Problem to solve.
Below are some records; output all of them exactly as they read.

Data excerpts.
- - - -
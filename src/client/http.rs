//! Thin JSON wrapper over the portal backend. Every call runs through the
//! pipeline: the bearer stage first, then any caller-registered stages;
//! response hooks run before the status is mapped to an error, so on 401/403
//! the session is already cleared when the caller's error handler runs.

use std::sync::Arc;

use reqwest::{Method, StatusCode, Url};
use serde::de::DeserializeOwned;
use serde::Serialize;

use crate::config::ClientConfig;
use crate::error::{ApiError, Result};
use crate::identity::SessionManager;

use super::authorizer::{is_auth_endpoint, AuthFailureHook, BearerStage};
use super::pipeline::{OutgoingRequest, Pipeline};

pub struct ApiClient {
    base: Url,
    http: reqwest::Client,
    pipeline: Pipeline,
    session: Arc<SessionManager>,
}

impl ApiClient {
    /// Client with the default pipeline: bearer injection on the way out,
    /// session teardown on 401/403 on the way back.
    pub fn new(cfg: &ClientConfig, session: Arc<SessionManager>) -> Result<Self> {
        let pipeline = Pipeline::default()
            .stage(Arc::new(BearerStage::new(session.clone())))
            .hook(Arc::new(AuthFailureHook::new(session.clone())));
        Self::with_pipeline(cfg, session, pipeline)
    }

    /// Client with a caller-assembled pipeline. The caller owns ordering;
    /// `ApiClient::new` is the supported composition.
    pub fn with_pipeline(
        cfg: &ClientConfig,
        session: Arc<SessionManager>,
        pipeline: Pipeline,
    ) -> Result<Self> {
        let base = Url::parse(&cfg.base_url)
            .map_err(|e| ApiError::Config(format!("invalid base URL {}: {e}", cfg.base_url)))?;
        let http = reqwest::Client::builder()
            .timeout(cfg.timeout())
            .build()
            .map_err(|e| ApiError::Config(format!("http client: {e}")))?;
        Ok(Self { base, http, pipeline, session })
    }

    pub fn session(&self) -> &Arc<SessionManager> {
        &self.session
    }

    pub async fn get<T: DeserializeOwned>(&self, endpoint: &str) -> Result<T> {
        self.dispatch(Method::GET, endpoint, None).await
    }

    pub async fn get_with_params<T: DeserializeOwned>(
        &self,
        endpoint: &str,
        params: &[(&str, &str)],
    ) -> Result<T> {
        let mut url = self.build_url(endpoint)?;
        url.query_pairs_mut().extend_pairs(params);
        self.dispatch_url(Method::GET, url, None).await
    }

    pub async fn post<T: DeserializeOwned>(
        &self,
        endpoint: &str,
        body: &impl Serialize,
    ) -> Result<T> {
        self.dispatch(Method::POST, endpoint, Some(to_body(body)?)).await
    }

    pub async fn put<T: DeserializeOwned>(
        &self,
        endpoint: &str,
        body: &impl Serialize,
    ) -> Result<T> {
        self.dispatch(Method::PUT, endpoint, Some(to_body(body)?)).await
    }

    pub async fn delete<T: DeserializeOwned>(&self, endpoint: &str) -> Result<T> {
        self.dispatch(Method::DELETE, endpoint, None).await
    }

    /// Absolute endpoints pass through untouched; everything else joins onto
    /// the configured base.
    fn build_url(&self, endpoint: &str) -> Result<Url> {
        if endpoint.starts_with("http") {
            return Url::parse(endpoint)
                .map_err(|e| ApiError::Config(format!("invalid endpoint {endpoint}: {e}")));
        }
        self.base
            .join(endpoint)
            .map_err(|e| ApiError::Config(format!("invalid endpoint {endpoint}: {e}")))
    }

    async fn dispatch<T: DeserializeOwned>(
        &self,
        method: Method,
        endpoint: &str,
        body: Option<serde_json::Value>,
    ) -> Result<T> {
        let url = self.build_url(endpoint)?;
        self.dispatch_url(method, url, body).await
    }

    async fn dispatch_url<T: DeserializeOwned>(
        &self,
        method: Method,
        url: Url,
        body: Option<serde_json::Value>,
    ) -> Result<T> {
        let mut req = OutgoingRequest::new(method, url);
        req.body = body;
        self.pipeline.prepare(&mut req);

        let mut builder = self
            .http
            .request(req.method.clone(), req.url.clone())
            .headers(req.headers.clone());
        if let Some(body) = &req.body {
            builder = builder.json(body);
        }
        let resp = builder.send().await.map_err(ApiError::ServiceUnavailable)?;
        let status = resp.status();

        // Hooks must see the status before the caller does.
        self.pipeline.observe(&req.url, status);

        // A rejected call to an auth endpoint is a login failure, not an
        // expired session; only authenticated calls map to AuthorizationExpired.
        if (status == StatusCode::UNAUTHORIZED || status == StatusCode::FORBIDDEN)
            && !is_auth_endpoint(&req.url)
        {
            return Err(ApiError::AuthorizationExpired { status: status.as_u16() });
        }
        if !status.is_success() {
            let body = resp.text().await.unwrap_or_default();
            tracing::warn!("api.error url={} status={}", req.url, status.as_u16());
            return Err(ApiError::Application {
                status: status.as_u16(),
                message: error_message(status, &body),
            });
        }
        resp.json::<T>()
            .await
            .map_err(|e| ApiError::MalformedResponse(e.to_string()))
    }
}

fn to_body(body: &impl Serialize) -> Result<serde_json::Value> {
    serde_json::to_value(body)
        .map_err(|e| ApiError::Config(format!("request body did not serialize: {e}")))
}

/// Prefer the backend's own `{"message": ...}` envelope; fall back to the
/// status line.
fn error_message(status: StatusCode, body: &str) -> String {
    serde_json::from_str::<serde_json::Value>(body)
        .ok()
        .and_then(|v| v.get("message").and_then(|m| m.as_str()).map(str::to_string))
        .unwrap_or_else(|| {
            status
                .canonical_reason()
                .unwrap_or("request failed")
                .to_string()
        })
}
- - - -
Task response.
filename src/client/http.rs
//! Thin JSON wrapper over the portal backend. Every call runs through the
//! pipeline: the bearer stage first, then any caller-registered stages;
//! response hooks run before the status is mapped to an error, so on 401/403
//! the session is already cleared when the caller's error handler runs.

use std::sync::Arc;

use reqwest::{Method, StatusCode, Url};
use serde::de::DeserializeOwned;
use serde::Serialize;

use crate::config::ClientConfig;
use crate::error::{ApiError, Result};
use crate::identity::SessionManager;

use super::authorizer::{is_auth_endpoint, AuthFailureHook, BearerStage};
use super::pipeline::{OutgoingRequest, Pipeline};

pub struct ApiClient {
    base: Url,
    http: reqwest::Client,
    pipeline: Pipeline,
    session: Arc<SessionManager>,
}

impl ApiClient {
    /// Client with the default pipeline: bearer injection on the way out,
    /// session teardown on 401/403 on the way back.
    pub fn new(cfg: &ClientConfig, session: Arc<SessionManager>) -> Result<Self> {
        let pipeline = Pipeline::default()
            .stage(Arc::new(BearerStage::new(session.clone())))
            .hook(Arc::new(AuthFailureHook::new(session.clone())));
        Self::with_pipeline(cfg, session, pipeline)
    }

    /// Client with a caller-assembled pipeline. The caller owns ordering;
    /// `ApiClient::new` is the supported composition.
    pub fn with_pipeline(
        cfg: &ClientConfig,
        session: Arc<SessionManager>,
        pipeline: Pipeline,
    ) -> Result<Self> {
        let base = Url::parse(&cfg.base_url)
            .map_err(|e| ApiError::Config(format!("invalid base URL {}: {e}", cfg.base_url)))?;
        let http = reqwest::Client::builder()
            .timeout(cfg.timeout())
            .build()
            .map_err(|e| ApiError::Config(format!("http client: {e}")))?;
        Ok(Self { base, http, pipeline, session })
    }

    pub fn session(&self) -> &Arc<SessionManager> {
        &self.session
    }

    pub async fn get<T: DeserializeOwned>(&self, endpoint: &str) -> Result<T> {
        self.dispatch(Method::GET, endpoint, None).await
    }

    pub async fn get_with_params<T: DeserializeOwned>(
        &self,
        endpoint: &str,
        params: &[(&str, &str)],
    ) -> Result<T> {
        let mut url = self.build_url(endpoint)?;
        url.query_pairs_mut().extend_pairs(params);
        self.dispatch_url(Method::GET, url, None).await
    }

    pub async fn post<T: DeserializeOwned>(
        &self,
        endpoint: &str,
        body: &impl Serialize,
    ) -> Result<T> {
        self.dispatch(Method::POST, endpoint, Some(to_body(body)?)).await
    }

    pub async fn put<T: DeserializeOwned>(
        &self,
        endpoint: &str,
        body: &impl Serialize,
    ) -> Result<T> {
        self.dispatch(Method::PUT, endpoint, Some(to_body(body)?)).await
    }

    pub async fn delete<T: DeserializeOwned>(&self, endpoint: &str) -> Result<T> {
        self.dispatch(Method::DELETE, endpoint, None).await
    }

    /// Absolute endpoints pass through untouched; everything else joins onto
    /// the configured base.
    fn build_url(&self, endpoint: &str) -> Result<Url> {
        if endpoint.starts_with("http") {
            return Url::parse(endpoint)
                .map_err(|e| ApiError::Config(format!("invalid endpoint {endpoint}: {e}")));
        }
        self.base
            .join(endpoint)
            .map_err(|e| ApiError::Config(format!("invalid endpoint {endpoint}: {e}")))
    }

    async fn dispatch<T: DeserializeOwned>(
        &self,
        method: Method,
        endpoint: &str,
        body: Option<serde_json::Value>,
    ) -> Result<T> {
        let url = self.build_url(endpoint)?;
        self.dispatch_url(method, url, body).await
    }

    async fn dispatch_url<T: DeserializeOwned>(
        &self,
        method: Method,
        url: Url,
        body: Option<serde_json::Value>,
    ) -> Result<T> {
        let mut req = OutgoingRequest::new(method, url);
        req.body = body;
        self.pipeline.prepare(&mut req);

        let mut builder = self
            .http
            .request(req.method.clone(), req.url.clone())
            .headers(req.headers.clone());
        if let Some(body) = &req.body {
            builder = builder.json(body);
        }
        let resp = builder.send().await.map_err(ApiError::ServiceUnavailable)?;
        let status = resp.status();

        // Hooks must see the status before the caller does.
        self.pipeline.observe(&req.url, status);

        // A rejected call to an auth endpoint is a login failure, not an
        // expired session; only authenticated calls map to AuthorizationExpired.
        if (status == StatusCode::UNAUTHORIZED || status == StatusCode::FORBIDDEN)
            && !is_auth_endpoint(&req.url)
        {
            return Err(ApiError::AuthorizationExpired { status: status.as_u16() });
        }
        if !status.is_success() {
            let body = resp.text().await.unwrap_or_default();
            tracing::warn!("api.error url={} status={}", req.url, status.as_u16());
            return Err(ApiError::Application {
                status: status.as_u16(),
                message: error_message(status, &body),
            });
        }
        resp.json::<T>()
            .await
            .map_err(|e| ApiError::MalformedResponse(e.to_string()))
    }
}

fn to_body(body: &impl Serialize) -> Result<serde_json::Value> {
    serde_json::to_value(body)
        .map_err(|e| ApiError::Config(format!("request body did not serialize: {e}")))
}

/// Prefer the backend's own `{"message": ...}` envelope; fall back to the
/// status line.
fn error_message(status: StatusCode, body: &str) -> String {
    serde_json::from_str::<serde_json::Value>(body)
        .ok()
        .and_then(|v| v.get("message").and_then(|m| m.as_str()).map(str::to_string))
        .unwrap_or_else(|| {
            status
                .canonical_reason()
                .unwrap_or("request failed")
                .to_string()
        })
}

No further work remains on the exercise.